## Exercise
The data needs to be returned in full, exactly as it reads.

Stored items
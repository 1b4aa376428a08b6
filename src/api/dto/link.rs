//! Link representation returned by every link endpoint.

use chrono::{DateTime, Utc};
use serde::Serialize;
use validator::ValidationError;

use crate::domain::entities::Link;
use crate::error::AppError;

/// JSON representation of a stored link.
#[derive(Debug, Serialize)]
#[serde(rename_all = "camelCase")]
pub struct LinkResponse {
    pub id: i64,
    pub name: String,
    pub url: String,
    pub icon: String,
    pub color: String,
    pub clicks: i64,
    pub order: i32,
    pub created_at: DateTime<Utc>,
}

impl From<Link> for LinkResponse {
    fn from(link: Link) -> Self {
        Self {
            id: link.id,
            name: link.name,
            url: link.url,
            icon: link.icon,
            color: link.color,
            clicks: link.clicks,
            order: link.order,
            created_at: link.created_at,
        }
    }
}

/// Parses a link identifier taken from the request path.
///
/// Identifiers are opaque to clients, so a value that is not a valid id
/// cannot name any link and is reported as not found.
pub fn parse_link_id(raw: &str) -> Result<i64, AppError> {
    raw.parse::<i64>().map_err(|_| {
        AppError::not_found("Link not found", serde_json::json!({ "id": raw }))
    })
}

/// Rejects strings that are empty or whitespace only.
pub(crate) fn not_blank(value: &str) -> Result<(), ValidationError> {
    if value.trim().is_empty() {
        return Err(ValidationError::new("blank").with_message("must not be blank".into()));
    }
    Ok(())
}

## Output below
repository 1b4aa376428a08b6
filename src/api/dto/link.rs
//! Link representation returned by every link endpoint.

use chrono::{DateTime, Utc};
use serde::Serialize;
use validator::ValidationError;

use crate::domain::entities::Link;
use crate::error::AppError;

/// JSON representation of a stored link.
#[derive(Debug, Serialize)]
#[serde(rename_all = "camelCase")]
pub struct LinkResponse {
    pub id: i64,
    pub name: String,
    pub url: String,
    pub icon: String,
    pub color: String,
    pub clicks: i64,
    pub order: i32,
    pub created_at: DateTime<Utc>,
}

impl From<Link> for LinkResponse {
    fn from(link: Link) -> Self {
        Self {
            id: link.id,
            name: link.name,
            url: link.url,
            icon: link.icon,
            color: link.color,
            clicks: link.clicks,
            order: link.order,
            created_at: link.created_at,
        }
    }
}

/// Parses a link identifier taken from the request path.
///
/// Identifiers are opaque to clients, so a value that is not a valid id
/// cannot name any link and is reported as not found.
pub fn parse_link_id(raw: &str) -> Result<i64, AppError> {
    raw.parse::<i64>().map_err(|_| {
        AppError::not_found("Link not found", serde_json::json!({ "id": raw }))
    })
}

/// Rejects strings that are empty or whitespace only.
pub(crate) fn not_blank(value: &str) -> Result<(), ValidationError> {
    if value.trim().is_empty() {
        return Err(ValidationError::new("blank").with_message("must not be blank".into()));
    }
    Ok(())
}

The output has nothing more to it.